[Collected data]
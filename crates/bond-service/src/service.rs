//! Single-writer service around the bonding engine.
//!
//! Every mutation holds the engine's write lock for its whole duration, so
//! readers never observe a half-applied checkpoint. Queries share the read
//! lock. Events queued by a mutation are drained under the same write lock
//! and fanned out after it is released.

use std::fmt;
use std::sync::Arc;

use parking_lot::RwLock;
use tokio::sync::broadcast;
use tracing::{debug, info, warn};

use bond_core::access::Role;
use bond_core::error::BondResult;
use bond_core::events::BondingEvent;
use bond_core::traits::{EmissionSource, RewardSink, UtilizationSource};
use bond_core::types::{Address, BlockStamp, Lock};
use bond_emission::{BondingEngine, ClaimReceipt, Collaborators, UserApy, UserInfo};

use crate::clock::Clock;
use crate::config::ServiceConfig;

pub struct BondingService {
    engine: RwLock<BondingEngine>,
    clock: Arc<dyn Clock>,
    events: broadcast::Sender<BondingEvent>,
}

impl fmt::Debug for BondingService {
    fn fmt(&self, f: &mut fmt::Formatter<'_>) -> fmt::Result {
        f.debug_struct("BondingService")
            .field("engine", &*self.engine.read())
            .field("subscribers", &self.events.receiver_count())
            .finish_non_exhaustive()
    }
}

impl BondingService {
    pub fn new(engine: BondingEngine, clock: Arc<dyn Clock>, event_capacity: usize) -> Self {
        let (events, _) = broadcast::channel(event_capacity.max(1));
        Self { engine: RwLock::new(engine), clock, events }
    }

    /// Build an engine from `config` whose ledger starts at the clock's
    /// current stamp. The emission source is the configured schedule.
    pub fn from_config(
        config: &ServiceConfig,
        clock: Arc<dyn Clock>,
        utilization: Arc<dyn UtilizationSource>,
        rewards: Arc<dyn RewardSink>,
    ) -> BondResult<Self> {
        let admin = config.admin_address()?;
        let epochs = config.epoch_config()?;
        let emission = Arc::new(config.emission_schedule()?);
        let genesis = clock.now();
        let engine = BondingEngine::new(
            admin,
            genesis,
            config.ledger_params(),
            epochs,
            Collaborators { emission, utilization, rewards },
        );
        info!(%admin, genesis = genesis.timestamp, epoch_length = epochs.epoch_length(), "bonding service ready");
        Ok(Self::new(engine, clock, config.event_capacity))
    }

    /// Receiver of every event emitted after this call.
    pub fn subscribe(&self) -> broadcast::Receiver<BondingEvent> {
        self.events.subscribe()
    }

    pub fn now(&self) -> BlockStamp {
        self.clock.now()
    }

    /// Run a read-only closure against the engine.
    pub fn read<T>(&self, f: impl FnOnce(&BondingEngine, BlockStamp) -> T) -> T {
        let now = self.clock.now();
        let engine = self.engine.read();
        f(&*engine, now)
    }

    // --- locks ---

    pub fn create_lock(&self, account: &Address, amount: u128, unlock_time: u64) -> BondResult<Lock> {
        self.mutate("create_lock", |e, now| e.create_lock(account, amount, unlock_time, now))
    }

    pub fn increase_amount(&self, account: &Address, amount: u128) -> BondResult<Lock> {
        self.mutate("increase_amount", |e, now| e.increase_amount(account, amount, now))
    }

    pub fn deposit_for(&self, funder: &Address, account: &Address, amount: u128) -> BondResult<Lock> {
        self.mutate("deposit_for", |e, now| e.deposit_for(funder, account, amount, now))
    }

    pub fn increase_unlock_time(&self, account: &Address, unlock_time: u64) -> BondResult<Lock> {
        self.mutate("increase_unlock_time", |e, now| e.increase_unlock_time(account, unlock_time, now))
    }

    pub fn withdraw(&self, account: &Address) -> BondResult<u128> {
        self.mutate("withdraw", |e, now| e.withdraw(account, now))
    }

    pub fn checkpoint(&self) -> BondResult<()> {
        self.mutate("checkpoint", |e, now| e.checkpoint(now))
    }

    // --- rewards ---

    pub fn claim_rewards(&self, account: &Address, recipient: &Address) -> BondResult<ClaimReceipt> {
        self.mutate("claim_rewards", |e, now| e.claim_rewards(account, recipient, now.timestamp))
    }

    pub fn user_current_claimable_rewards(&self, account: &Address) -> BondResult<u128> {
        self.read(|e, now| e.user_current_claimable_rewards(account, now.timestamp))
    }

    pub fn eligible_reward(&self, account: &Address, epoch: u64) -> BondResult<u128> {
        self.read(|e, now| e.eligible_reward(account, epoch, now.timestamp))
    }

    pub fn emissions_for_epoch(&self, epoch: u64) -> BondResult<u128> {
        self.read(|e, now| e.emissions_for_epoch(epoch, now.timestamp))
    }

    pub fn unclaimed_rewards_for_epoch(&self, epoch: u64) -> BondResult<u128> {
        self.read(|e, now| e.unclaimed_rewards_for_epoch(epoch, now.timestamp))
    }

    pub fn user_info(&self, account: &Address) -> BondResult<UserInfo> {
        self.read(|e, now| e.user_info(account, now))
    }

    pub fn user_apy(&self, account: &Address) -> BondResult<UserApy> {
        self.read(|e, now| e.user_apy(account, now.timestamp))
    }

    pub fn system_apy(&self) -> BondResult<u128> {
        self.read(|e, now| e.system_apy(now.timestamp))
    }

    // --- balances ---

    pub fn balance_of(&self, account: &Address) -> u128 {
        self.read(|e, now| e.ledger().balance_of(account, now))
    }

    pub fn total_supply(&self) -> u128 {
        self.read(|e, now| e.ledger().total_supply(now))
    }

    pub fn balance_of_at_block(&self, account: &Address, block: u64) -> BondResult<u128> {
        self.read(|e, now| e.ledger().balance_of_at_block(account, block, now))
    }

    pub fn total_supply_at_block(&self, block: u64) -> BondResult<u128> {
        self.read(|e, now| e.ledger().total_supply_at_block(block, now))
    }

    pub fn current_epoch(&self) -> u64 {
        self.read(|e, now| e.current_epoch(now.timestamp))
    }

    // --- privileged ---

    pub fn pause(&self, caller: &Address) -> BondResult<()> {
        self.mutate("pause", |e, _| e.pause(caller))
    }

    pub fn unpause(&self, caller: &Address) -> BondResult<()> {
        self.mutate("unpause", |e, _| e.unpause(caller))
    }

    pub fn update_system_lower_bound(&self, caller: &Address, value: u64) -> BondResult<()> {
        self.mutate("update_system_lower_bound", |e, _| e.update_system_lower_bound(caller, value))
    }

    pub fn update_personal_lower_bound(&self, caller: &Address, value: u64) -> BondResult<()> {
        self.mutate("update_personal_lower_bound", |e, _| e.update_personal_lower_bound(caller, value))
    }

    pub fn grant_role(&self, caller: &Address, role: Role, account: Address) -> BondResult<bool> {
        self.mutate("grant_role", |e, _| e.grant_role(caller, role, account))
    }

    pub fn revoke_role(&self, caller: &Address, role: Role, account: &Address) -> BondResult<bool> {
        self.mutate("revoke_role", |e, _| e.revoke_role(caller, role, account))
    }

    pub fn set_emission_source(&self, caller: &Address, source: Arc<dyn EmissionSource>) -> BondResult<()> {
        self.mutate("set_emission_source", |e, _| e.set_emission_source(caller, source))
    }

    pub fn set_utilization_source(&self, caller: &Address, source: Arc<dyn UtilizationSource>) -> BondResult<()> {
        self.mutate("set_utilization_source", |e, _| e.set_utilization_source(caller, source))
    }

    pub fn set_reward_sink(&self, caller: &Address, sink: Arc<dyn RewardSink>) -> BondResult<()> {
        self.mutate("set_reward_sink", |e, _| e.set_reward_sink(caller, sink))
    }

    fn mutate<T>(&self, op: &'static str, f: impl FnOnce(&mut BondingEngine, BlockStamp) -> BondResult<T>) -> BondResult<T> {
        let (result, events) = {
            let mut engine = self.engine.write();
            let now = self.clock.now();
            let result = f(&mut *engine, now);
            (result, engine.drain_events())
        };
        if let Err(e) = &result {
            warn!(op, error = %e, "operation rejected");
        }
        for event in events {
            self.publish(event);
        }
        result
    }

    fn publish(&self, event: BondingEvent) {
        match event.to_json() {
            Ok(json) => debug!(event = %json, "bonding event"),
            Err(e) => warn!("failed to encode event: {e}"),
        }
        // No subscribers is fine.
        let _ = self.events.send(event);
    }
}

* * *

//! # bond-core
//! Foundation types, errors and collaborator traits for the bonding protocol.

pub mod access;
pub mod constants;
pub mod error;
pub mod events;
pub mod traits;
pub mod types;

• YOUR OBJECTIVE: Count up the lines in the entries above where the word "BlockStamp" appears, and give the figure with nothing added.

• EXERCISE SOLUTION: 4